---- Data for this exercise

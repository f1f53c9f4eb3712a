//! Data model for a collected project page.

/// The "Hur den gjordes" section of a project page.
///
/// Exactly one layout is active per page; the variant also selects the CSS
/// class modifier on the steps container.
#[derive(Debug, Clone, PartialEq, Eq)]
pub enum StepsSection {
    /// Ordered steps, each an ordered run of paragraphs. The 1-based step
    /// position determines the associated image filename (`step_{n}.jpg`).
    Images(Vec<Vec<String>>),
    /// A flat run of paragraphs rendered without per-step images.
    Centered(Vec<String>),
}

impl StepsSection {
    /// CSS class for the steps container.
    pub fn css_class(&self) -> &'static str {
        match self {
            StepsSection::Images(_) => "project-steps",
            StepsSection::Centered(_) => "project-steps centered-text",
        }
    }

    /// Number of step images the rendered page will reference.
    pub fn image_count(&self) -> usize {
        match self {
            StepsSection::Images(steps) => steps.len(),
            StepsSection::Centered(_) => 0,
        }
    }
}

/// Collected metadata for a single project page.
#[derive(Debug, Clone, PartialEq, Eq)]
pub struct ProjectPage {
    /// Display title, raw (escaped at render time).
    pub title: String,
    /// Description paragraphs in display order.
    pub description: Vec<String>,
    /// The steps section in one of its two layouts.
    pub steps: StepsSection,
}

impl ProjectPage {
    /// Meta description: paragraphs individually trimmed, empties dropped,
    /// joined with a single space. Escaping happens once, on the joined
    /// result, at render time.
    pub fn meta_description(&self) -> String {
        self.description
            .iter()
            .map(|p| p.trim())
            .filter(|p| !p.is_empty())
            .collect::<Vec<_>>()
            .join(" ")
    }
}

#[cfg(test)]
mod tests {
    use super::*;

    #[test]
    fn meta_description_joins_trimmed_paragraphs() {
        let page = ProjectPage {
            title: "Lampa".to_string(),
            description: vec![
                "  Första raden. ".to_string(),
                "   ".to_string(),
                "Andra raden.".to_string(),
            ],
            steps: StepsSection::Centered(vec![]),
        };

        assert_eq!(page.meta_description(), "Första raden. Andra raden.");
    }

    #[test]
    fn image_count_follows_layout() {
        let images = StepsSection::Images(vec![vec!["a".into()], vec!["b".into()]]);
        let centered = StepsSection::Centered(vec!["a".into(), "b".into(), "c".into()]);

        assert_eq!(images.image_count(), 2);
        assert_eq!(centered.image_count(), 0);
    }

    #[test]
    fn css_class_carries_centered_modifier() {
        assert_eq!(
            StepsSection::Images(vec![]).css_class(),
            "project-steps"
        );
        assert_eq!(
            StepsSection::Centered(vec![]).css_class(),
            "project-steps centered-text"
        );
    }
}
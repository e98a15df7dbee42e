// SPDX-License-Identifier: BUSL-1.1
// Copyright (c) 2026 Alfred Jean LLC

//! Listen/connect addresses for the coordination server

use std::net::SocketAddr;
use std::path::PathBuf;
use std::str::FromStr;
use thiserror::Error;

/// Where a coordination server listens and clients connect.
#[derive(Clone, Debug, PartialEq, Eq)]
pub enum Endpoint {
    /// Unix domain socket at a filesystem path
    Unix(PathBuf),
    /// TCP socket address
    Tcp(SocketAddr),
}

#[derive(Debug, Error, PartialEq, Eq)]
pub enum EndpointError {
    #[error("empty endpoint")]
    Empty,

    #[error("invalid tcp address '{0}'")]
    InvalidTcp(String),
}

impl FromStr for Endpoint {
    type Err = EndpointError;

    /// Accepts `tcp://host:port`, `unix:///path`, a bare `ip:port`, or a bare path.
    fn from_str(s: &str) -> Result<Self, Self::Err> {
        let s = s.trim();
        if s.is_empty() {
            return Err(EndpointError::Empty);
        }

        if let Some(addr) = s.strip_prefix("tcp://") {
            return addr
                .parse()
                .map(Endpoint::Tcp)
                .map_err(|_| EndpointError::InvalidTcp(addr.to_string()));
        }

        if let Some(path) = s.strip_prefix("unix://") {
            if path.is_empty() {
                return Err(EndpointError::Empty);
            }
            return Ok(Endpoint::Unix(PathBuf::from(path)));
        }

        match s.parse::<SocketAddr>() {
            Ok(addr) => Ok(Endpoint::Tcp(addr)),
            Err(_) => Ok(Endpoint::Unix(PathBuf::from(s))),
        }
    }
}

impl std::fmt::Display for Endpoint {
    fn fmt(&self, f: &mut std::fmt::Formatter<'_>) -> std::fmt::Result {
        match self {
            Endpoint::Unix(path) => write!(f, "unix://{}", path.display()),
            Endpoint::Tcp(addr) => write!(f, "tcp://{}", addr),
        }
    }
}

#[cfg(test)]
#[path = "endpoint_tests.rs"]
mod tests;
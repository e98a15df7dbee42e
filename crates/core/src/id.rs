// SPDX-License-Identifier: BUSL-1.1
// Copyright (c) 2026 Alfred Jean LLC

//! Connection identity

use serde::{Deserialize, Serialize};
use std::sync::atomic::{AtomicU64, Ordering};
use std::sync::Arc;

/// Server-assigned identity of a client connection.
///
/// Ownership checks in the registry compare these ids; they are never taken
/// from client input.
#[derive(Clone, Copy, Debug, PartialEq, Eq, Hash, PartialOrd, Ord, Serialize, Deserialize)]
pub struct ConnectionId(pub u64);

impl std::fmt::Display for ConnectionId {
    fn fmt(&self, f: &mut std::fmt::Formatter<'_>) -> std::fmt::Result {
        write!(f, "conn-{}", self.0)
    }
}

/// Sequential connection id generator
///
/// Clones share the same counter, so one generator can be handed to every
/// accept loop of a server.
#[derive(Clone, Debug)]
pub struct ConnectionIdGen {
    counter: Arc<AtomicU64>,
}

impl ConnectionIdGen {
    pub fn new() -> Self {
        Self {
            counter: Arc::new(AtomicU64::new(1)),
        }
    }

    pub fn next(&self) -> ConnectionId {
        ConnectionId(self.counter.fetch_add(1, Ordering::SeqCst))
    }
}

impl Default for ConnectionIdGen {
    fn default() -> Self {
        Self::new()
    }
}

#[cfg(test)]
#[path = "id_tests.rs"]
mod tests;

--------
---- Data for this exercise

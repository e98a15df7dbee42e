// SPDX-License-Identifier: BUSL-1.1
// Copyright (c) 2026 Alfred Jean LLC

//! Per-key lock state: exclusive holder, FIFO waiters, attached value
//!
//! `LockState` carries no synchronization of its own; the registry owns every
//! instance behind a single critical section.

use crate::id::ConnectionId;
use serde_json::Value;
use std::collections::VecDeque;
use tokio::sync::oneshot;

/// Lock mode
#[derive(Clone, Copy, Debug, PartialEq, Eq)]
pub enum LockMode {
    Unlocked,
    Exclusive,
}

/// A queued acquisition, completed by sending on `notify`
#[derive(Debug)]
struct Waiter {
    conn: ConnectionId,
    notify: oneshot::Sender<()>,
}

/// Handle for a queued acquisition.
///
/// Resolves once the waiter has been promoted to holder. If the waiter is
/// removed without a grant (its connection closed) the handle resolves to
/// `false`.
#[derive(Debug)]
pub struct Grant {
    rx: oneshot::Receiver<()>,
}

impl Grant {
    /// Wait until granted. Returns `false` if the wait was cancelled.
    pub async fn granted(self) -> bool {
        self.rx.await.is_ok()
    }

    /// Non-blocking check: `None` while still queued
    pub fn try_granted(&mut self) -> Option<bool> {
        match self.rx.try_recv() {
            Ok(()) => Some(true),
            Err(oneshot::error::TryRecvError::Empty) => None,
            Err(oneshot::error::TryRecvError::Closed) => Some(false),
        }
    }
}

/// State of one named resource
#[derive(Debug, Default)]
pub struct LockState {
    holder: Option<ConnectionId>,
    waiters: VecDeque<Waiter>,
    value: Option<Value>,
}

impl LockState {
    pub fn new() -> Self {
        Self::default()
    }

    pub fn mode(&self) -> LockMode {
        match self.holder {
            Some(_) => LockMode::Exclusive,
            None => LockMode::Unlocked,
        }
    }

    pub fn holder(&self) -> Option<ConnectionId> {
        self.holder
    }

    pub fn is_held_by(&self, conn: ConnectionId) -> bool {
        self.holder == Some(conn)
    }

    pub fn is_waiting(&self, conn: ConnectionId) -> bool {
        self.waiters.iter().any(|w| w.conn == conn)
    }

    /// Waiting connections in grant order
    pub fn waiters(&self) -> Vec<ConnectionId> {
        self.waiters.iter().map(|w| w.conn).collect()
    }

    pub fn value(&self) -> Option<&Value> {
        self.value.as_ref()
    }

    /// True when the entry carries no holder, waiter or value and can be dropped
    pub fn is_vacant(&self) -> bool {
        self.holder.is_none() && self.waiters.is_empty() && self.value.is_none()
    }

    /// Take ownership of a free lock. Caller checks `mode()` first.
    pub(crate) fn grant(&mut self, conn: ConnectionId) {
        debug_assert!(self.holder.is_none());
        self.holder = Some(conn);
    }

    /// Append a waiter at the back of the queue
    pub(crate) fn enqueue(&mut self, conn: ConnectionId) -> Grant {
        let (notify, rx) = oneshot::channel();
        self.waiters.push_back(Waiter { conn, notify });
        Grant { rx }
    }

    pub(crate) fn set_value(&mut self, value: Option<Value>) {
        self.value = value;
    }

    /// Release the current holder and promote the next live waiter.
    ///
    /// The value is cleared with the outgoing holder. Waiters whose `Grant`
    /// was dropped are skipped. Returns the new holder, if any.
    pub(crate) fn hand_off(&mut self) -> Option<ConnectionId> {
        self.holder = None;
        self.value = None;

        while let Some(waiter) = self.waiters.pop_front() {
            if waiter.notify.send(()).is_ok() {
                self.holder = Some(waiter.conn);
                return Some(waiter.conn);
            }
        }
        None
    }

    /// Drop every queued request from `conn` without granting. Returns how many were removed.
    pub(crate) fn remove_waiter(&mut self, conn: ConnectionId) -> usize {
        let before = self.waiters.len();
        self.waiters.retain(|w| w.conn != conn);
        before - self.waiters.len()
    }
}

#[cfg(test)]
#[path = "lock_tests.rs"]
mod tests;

--------

:: What to produce ::
Find the lines that mention "false" in the entries and show them.

:: Task solution ::
/// `false`.
    /// Wait until granted. Returns `false` if the wait was cancelled.
            Err(oneshot::error::TryRecvError::Closed) => Some(false),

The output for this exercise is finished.